L’uomo e il suo viaggio. Intervista a Sabino Chialà
L’uomo come essere drammatico, nel senso etimologico del termine, cioè sempre in azione o, per meglio dire, in viaggio nel cammino della vita. L’uomo e il suo viaggio è il tema su cui è intervenuto, a Mestre, Sabino Chialà, monaco dal 1989, da quasi due anni priore della comunità di Bose, teologo e biblista che ha proposto una riflessione a partire da uno dei suoi libri più noti, Parole in cammino, testi di letterature antiche e moderne e appunti sulla dimensione del viaggiare, metafora della vita stessa. Lo abbiamo incontrato.
Qual è il significato autentico di un viaggio?
Il vero viaggio è qualcosa di faticoso, perché ti mette in discussione. Molti, però, lo vivono piuttosto
come un momento di distrazione. Per questo, tante volte, viaggiando in realtà non viaggiamo
veramente.
Il viaggio è tale quando scardina le nostre sicurezze e ci invita a porci davanti alle nostre fragilità.
Viaggiare, allora, significa esporsi, mettersi in gioco, ricondurci alla nostra essenza. Il viaggio è
l’occasione per deporre le maschere ed emergere per ciò che siamo, per riscoprire la nostra
finitudine in una società consumistica che invece esalta forza e potere. È il punto di partenza di un
nuovo processo di umanizzazione e fraternità.
Per viaggiare è necessaria una meta, così come per vivere l’uomo ha bisogno di un fine.
L’esperienza del viaggio è che il fine è disseminato in ogni istante e, nel contempo, oltre ogni
istante stesso. Più della meta, nel viaggio conta l’andare verso la meta. Viaggiare è indugiare lungo
il cammino, è imparare a contemplare quello che viviamo per scoprire il senso ulteriore dei singoli
frammenti che attraversiamo. Ma per fare questo è necessario riscoprire i sensi interiori che
portiamo in noi stessi. Dobbiamo passare dal vedere ciò che vediamo con i sensi del corpo a vedere
con i sensi del cuore e dell’anima. È un percorso spirituale di riscoperta e presa di consapevolezza
che, in definitiva, tutto ciò che abbiamo ci è stato donato.

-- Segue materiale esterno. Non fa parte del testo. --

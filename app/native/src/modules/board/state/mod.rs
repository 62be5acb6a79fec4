//! Board state types.
//!
//! The hub owns exactly one [`BoardState`]; every other component sees it
//! through snapshots, bus payloads, or the persisted layout document.

mod types;

pub use types::{
    BoardState, ConnectStyle, DEFAULT_GRID_DENSITY, DeletedNote, ExternalId, ExternalWindow,
    Link, LinkEndpoint, LinkId, NOTE_LABEL_PREFIX, Note, NoteId, NotePatch, Rect, RectOverrides,
    SubtaskRef, Trash, UiMode, UiState, WindowsUi,
};
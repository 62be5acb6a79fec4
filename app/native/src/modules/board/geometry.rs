//! Connector geometry and grid snapping.
//!
//! Everything here is pure and deterministic: given two rectangles the same
//! anchor pair is chosen on every call, so connectors never flicker between
//! sides while windows stay put.

use serde::{Deserialize, Serialize};

use super::state::Rect;

/// Score penalty for a candidate whose axis disagrees with the dominant
/// separation between the two rectangles.
pub const AXIS_BIAS: f64 = 8.0;

/// Default distance within which a value snaps to the grid.
pub const DEFAULT_SNAP_THRESHOLD: f64 = 6.0;

/// Smallest note size reachable through a resize handle.
pub const MIN_NOTE_WIDTH: f64 = 120.0;
pub const MIN_NOTE_HEIGHT: f64 = 80.0;

// ============================================================================
// Points and anchors
// ============================================================================

/// A point in board coordinates.
#[derive(Clone, Copy, Debug, Default, PartialEq, Serialize, Deserialize)]
pub struct Point {
    pub x: f64,
    pub y: f64,
}

impl Point {
    #[must_use]
    pub const fn new(x: f64, y: f64) -> Self { Self { x, y } }
}

/// One of a rectangle's four edge midpoints.
#[derive(Clone, Copy, Debug, PartialEq, Eq, Hash, Serialize, Deserialize)]
#[serde(rename_all = "lowercase")]
pub enum Anchor {
    Top,
    Bottom,
    Left,
    Right,
}

impl Anchor {
    /// Left and right anchors leave the rectangle horizontally.
    #[must_use]
    pub const fn is_horizontal(self) -> bool { matches!(self, Self::Left | Self::Right) }

    /// Unit direction pointing out of the rectangle.
    #[must_use]
    pub const fn outward(self) -> (f64, f64) {
        match self {
            Self::Top => (0.0, -1.0),
            Self::Bottom => (0.0, 1.0),
            Self::Left => (-1.0, 0.0),
            Self::Right => (1.0, 0.0),
        }
    }
}

/// A point on a rectangle together with the side it sits on.
#[derive(Clone, Copy, Debug, PartialEq, Serialize, Deserialize)]
pub struct AnchorPoint {
    pub point: Point,
    pub anchor: Anchor,
}

/// The four edge midpoints of a rectangle.
#[derive(Clone, Copy, Debug, PartialEq)]
pub struct AnchorPoints {
    pub top: Point,
    pub bottom: Point,
    pub left: Point,
    pub right: Point,
}

impl AnchorPoints {
    #[must_use]
    pub const fn get(&self, anchor: Anchor) -> Point {
        match anchor {
            Anchor::Top => self.top,
            Anchor::Bottom => self.bottom,
            Anchor::Left => self.left,
            Anchor::Right => self.right,
        }
    }
}

/// Selected source and target anchors for a connector.
#[derive(Clone, Copy, Debug, PartialEq, Serialize, Deserialize)]
pub struct AnchorPair {
    pub source: AnchorPoint,
    pub target: AnchorPoint,
}

#[must_use]
pub fn center(rect: &Rect) -> Point {
    Point::new(rect.x + rect.width / 2.0, rect.y + rect.height / 2.0)
}

#[must_use]
pub fn anchor_points(rect: &Rect) -> AnchorPoints {
    let mid_x = rect.x + rect.width / 2.0;
    let mid_y = rect.y + rect.height / 2.0;
    AnchorPoints {
        top: Point::new(mid_x, rect.y),
        bottom: Point::new(mid_x, rect.y + rect.height),
        left: Point::new(rect.x, mid_y),
        right: Point::new(rect.x + rect.width, mid_y),
    }
}

#[must_use]
pub fn manhattan(a: Point, b: Point) -> f64 { (a.x - b.x).abs() + (a.y - b.y).abs() }

#[must_use]
pub fn distance(a: Point, b: Point) -> f64 { (b.x - a.x).hypot(b.y - a.y) }

/// Candidate order; earlier entries win ties.
const CANDIDATES: [(Anchor, Anchor); 4] = [
    (Anchor::Right, Anchor::Left),
    (Anchor::Left, Anchor::Right),
    (Anchor::Bottom, Anchor::Top),
    (Anchor::Top, Anchor::Bottom),
];

/// Choose the anchor pair used to connect `a` to `b`.
///
/// Each candidate is scored by the Manhattan distance between its points,
/// plus [`AXIS_BIAS`] when the candidate's axis differs from the dominant
/// separation axis. The lowest score wins; ties go to the earlier candidate.
#[must_use]
pub fn best_anchor_pair(a: &Rect, b: &Rect) -> AnchorPair {
    let from = anchor_points(a);
    let to = anchor_points(b);

    let ca = center(a);
    let cb = center(b);
    let horizontal_first = (ca.x - cb.x).abs() > (ca.y - cb.y).abs();

    let mut best: Option<(f64, AnchorPair)> = None;
    for (source, target) in CANDIDATES {
        let pair = AnchorPair {
            source: AnchorPoint { point: from.get(source), anchor: source },
            target: AnchorPoint { point: to.get(target), anchor: target },
        };
        let bias = if source.is_horizontal() == horizontal_first { 0.0 } else { AXIS_BIAS };
        let score = manhattan(pair.source.point, pair.target.point) + bias;

        // Strict comparison keeps the earlier candidate on ties.
        if best.is_none_or(|(best_score, _)| score < best_score) {
            best = Some((score, pair));
        }
    }

    best.map_or_else(
        || AnchorPair {
            source: AnchorPoint { point: from.right, anchor: Anchor::Right },
            target: AnchorPoint { point: to.left, anchor: Anchor::Left },
        },
        |(_, pair)| pair,
    )
}

// ============================================================================
// Grid snapping
// ============================================================================

/// Round `value` to the nearest grid line.
#[must_use]
pub fn snap(value: f64, grid: f64) -> f64 {
    if grid <= 0.0 {
        return value;
    }
    (value / grid).round() * grid
}

/// Snap only when the nearest grid line is within `threshold`.
///
/// Outside the threshold the value is kept, or floored to the grid when
/// `prefer_floor` is set.
#[must_use]
pub fn snap_with_threshold(value: f64, grid: f64, threshold: f64, prefer_floor: bool) -> f64 {
    if grid <= 0.0 {
        return value;
    }

    let snapped = snap(value, grid);
    if (snapped - value).abs() <= threshold {
        snapped
    } else if prefer_floor {
        (value / grid).floor() * grid
    } else {
        value
    }
}

/// Snap the top-left corner when it is within `threshold` of a grid line.
#[must_use]
pub fn snap_rect_position(rect: Rect, grid: f64, threshold: f64) -> Rect {
    Rect {
        x: snap_with_threshold(rect.x, grid, threshold, false),
        y: snap_with_threshold(rect.y, grid, threshold, false),
        ..rect
    }
}

/// Snap a size, never going below four by three grid cells.
#[must_use]
pub fn snap_rect_size(rect: Rect, grid: f64, threshold: f64) -> Rect {
    let min_width = grid * 4.0;
    let min_height = grid * 3.0;
    Rect {
        width: min_width.max(snap_with_threshold(rect.width, grid, threshold, true)),
        height: min_height.max(snap_with_threshold(rect.height, grid, threshold, true)),
        ..rect
    }
}

/// Snap every edge of a rectangle to the grid.
#[must_use]
pub fn snap_rect_full(rect: Rect, grid: f64) -> Rect {
    let x = snap(rect.x, grid);
    let y = snap(rect.y, grid);
    let right = snap(rect.right(), grid);
    let bottom = snap(rect.bottom(), grid);
    Rect {
        x,
        y,
        width: (right - x).max(grid),
        height: (bottom - y).max(grid),
    }
}

// ============================================================================
// Resize handles
// ============================================================================

/// A resize grip on a note frame.
#[derive(Clone, Copy, Debug, PartialEq, Eq, Hash, Serialize, Deserialize)]
#[serde(rename_all = "lowercase")]
pub enum ResizeHandle {
    N,
    S,
    E,
    W,
    Ne,
    Nw,
    Se,
    Sw,
}

impl ResizeHandle {
    const fn moves_north(self) -> bool { matches!(self, Self::N | Self::Ne | Self::Nw) }

    const fn moves_south(self) -> bool { matches!(self, Self::S | Self::Se | Self::Sw) }

    const fn moves_west(self) -> bool { matches!(self, Self::W | Self::Nw | Self::Sw) }

    const fn moves_east(self) -> bool { matches!(self, Self::E | Self::Ne | Self::Se) }
}

/// Apply a pointer delta to `base` through `handle`.
///
/// Edges opposite the handle stay fixed, and the result never shrinks
/// below [`MIN_NOTE_WIDTH`] by [`MIN_NOTE_HEIGHT`].
#[must_use]
pub fn resize_from_handle(base: Rect, dx: f64, dy: f64, handle: ResizeHandle) -> Rect {
    let mut rect = base;

    if handle.moves_east() {
        rect.width = (base.width + dx).max(MIN_NOTE_WIDTH);
    }
    if handle.moves_west() {
        let width = (base.width - dx).max(MIN_NOTE_WIDTH);
        rect.x = base.right() - width;
        rect.width = width;
    }
    if handle.moves_south() {
        rect.height = (base.height + dy).max(MIN_NOTE_HEIGHT);
    }
    if handle.moves_north() {
        let height = (base.height - dy).max(MIN_NOTE_HEIGHT);
        rect.y = base.bottom() - height;
        rect.height = height;
    }

    rect
}
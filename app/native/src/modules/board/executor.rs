//! Applies host-facing [`BoardEffect`]s.
//!
//! Each effect runs as its own task so a slow capability call never blocks
//! the hub. Results that the store needs to see are sent back into the hub
//! mailbox; the rest are logged.

use std::sync::Arc;

use tokio::sync::mpsc;

use super::actor::HubMessage;
use super::effects::BoardEffect;
use crate::modules::host::WindowHost;

/// Runs host effects and reports results to the hub.
pub struct EffectExecutor<H> {
    host: Arc<H>,
    mailbox: mpsc::WeakSender<HubMessage>,
}

impl<H> Clone for EffectExecutor<H> {
    fn clone(&self) -> Self { Self { host: self.host.clone(), mailbox: self.mailbox.clone() } }
}

impl<H: WindowHost> EffectExecutor<H> {
    /// The executor holds only a weak reference to the mailbox, so it never
    /// keeps a stopped hub alive.
    pub const fn new(host: Arc<H>, mailbox: mpsc::WeakSender<HubMessage>) -> Self {
        Self { host, mailbox }
    }

    #[must_use]
    pub fn host(&self) -> &Arc<H> { &self.host }

    /// Start applying an effect.
    ///
    /// Effects that are not host work (bus emits, persistence, open
    /// outcomes) are handled by the hub itself and ignored here.
    pub fn execute(&self, effect: BoardEffect) {
        tracing::trace!(effect = effect.name(), "executor: running");
        let host = self.host.clone();
        let mailbox = self.mailbox.clone();

        match effect {
            BoardEffect::SpawnWindow { request, attempt } => {
                tokio::spawn(async move {
                    let id = request.id.clone();
                    let result = host.spawn_window(request).await;
                    report(&mailbox, HubMessage::SpawnResolved { id, attempt, result }).await;
                });
            }
            BoardEffect::ArmHandshakeTimer { id, attempt, timeout } => {
                tokio::spawn(async move {
                    tokio::time::sleep(timeout).await;
                    report(&mailbox, HubMessage::HandshakeTimeout { id, attempt }).await;
                });
            }
            BoardEffect::FocusWindow { id } => {
                tokio::spawn(async move {
                    if let Err(err) = host.focus_window(id.clone()).await {
                        tracing::warn!(%id, error = %err, "executor: focus failed");
                    }
                });
            }
            BoardEffect::CloseWindow { id } => {
                tokio::spawn(async move {
                    if let Err(err) = host.close_window(id.clone()).await {
                        tracing::warn!(%id, error = %err, "executor: close failed");
                    }
                });
            }
            BoardEffect::SetWindowRect { id, rect } => {
                tokio::spawn(async move {
                    let result = host.set_window_rect(id.clone(), rect).await;
                    report(&mailbox, HubMessage::RectApplied { id, result }).await;
                });
            }
            BoardEffect::MoveExternal { id, native_handle, rect } => {
                tokio::spawn(async move {
                    if let Err(err) = host.move_external_window(native_handle, rect).await {
                        tracing::warn!(%id, error = %err, "executor: external move failed");
                    }
                });
            }
            BoardEffect::RefreshExternals => {
                tokio::spawn(async move {
                    let result = host.enumerate_windows().await;
                    report(&mailbox, HubMessage::ExternalsEnumerated(result)).await;
                });
            }
            BoardEffect::Emit(_)
            | BoardEffect::OpenSettled { .. }
            | BoardEffect::SchedulePersist
            | BoardEffect::PersistNow => {
                tracing::debug!(effect = effect.name(), "executor: not a host effect, skipped");
            }
        }
    }
}

async fn report(mailbox: &mpsc::WeakSender<HubMessage>, msg: HubMessage) {
    let name = msg.name();
    let Some(sender) = mailbox.upgrade() else {
        tracing::debug!(msg = name, "executor: hub gone, result dropped");
        return;
    };
    if sender.send(msg).await.is_err() {
        tracing::debug!(msg = name, "executor: hub gone, result dropped");
    }
}

#[cfg(test)]
mod tests {
    use std::time::Duration;

    use super::*;
    use crate::modules::board::state::{NoteId, Rect};
    use crate::modules::bus::MessageBus;
    use crate::modules::host::SpawnRequest;
    use crate::modules::host::headless::{HeadlessHost, HeadlessOptions, HostCall};

    fn executor() -> (EffectExecutor<HeadlessHost>, mpsc::Receiver<HubMessage>, mpsc::Sender<HubMessage>) {
        let host = Arc::new(HeadlessHost::new(MessageBus::default(), HeadlessOptions::default()));
        let (tx, rx) = mpsc::channel(16);
        (EffectExecutor::new(host, tx.downgrade()), rx, tx)
    }

    #[tokio::test(start_paused = true)]
    async fn test_spawn_reports_result() {
        let (executor, mut rx, _tx) = executor();
        executor.execute(BoardEffect::SpawnWindow {
            request: SpawnRequest::new(NoteId::new("a"), Rect::default()),
            attempt: 2,
        });

        match rx.recv().await {
            Some(HubMessage::SpawnResolved { id, attempt, result }) => {
                assert_eq!(id.as_str(), "a");
                assert_eq!(attempt, 2);
                assert!(result.is_ok());
            }
            other => panic!("unexpected message: {other:?}"),
        }
    }

    #[tokio::test(start_paused = true)]
    async fn test_handshake_timer_fires_after_timeout() {
        let (executor, mut rx, _tx) = executor();
        let start = tokio::time::Instant::now();
        executor.execute(BoardEffect::ArmHandshakeTimer {
            id: NoteId::new("a"),
            attempt: 1,
            timeout: Duration::from_secs(2),
        });

        assert!(matches!(rx.recv().await, Some(HubMessage::HandshakeTimeout { attempt: 1, .. })));
        assert!(start.elapsed() >= Duration::from_secs(2));
    }

    #[tokio::test(start_paused = true)]
    async fn test_rect_on_missing_window_reports_error() {
        let (executor, mut rx, _tx) = executor();
        executor.execute(BoardEffect::SetWindowRect { id: NoteId::new("ghost"), rect: Rect::default() });

        assert!(matches!(rx.recv().await, Some(HubMessage::RectApplied { result: Err(_), .. })));
        assert_eq!(executor.host().calls(), vec![HostCall::SetRect {
            id: NoteId::new("ghost"),
            rect: Rect::default()
        }]);
    }

    #[tokio::test(start_paused = true)]
    async fn test_results_dropped_once_hub_is_gone() {
        let (executor, rx, tx) = executor();
        drop(rx);
        drop(tx);
        executor.execute(BoardEffect::RefreshExternals);
        tokio::time::sleep(Duration::from_millis(1)).await;
        assert_eq!(executor.host().calls(), vec![HostCall::Enumerate]);
    }
}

Viaggiare, dunque, è anche un abbandonare se stessi.
Spesso andiamo fisicamente in viaggio, ma è il nostro super-Io che ci impedisce di viaggiare
davvero. Il vero viaggiatore è colui che si esercita ad abitare la terra da ospite e pellegrino. Solo chi
si sente ospite, sa ospitare; chi si sente padrone, invece, sa solo rifiutare. Viaggiare è esprimere la
riconoscenza per ciò che si è ricevuto in dono affinché, a nostra volta, lo si possa dare in dono.
Questa è un’attitudine che si può e si deve imparare. Dovremmo tutti capire che un Io ipertrofico e
autoreferenziale ci porta a coltivare il mito dell’“esserci fatti da sé”, mentre dovremmo riconoscere
di essere tutti l’esito di un dono.
Come trovare Dio lungo questo andare?
Dio non è dove vogliamo che sia, ma dove lui vuole abitare. Noi non sapremo mai dove Egli sia
esattamente, perché Dio è sempre oltre. Ogni credente degno di questo nome non può non essere in
dubbio e in ricerca, perché Dio, in quanto tale, sta sempre oltre ogni nostra capacità di
comprensione. La fede, in tal senso, è sempre un’esperienza di viaggio. Negli Atti degli apostoli
leggiamo che i cristiani sono “quelli della via”, quelli cioè sempre in cammino. Potremmo dire che
Gesù Cristo stesso è l’itinerante per eccellenza. E noi non dobbiamo mai smettere di metterci alla
Sua sequela per seguirlo.
Il poeta Fernando Pessoa scrive: «La morte è la curva della strada».
Per il cristiano la morte è il dies natalis della vita piena. Vivere non è altro che la preparazione
dell’ultimo passo. E vivere bene vuol dire introdurci nella prospettiva della morte non come
qualcosa che subiamo ma che accogliamo. È molto difficile perché tutti ne abbiamo paura. Cristo,
però, ha vinto la morte. La resurrezione non è uno slogan. Già nella vita terrena dovremmo
imparare a coltivare l’intimità col Risorto. Dovremmo ogni giorno credere di essere in relazione con
il Vivente. Ecco perché dobbiamo restare sempre nella logica del viaggio: come qualcosa di mai
realizzato, ma sempre di donato, verso cui avere gratitudine.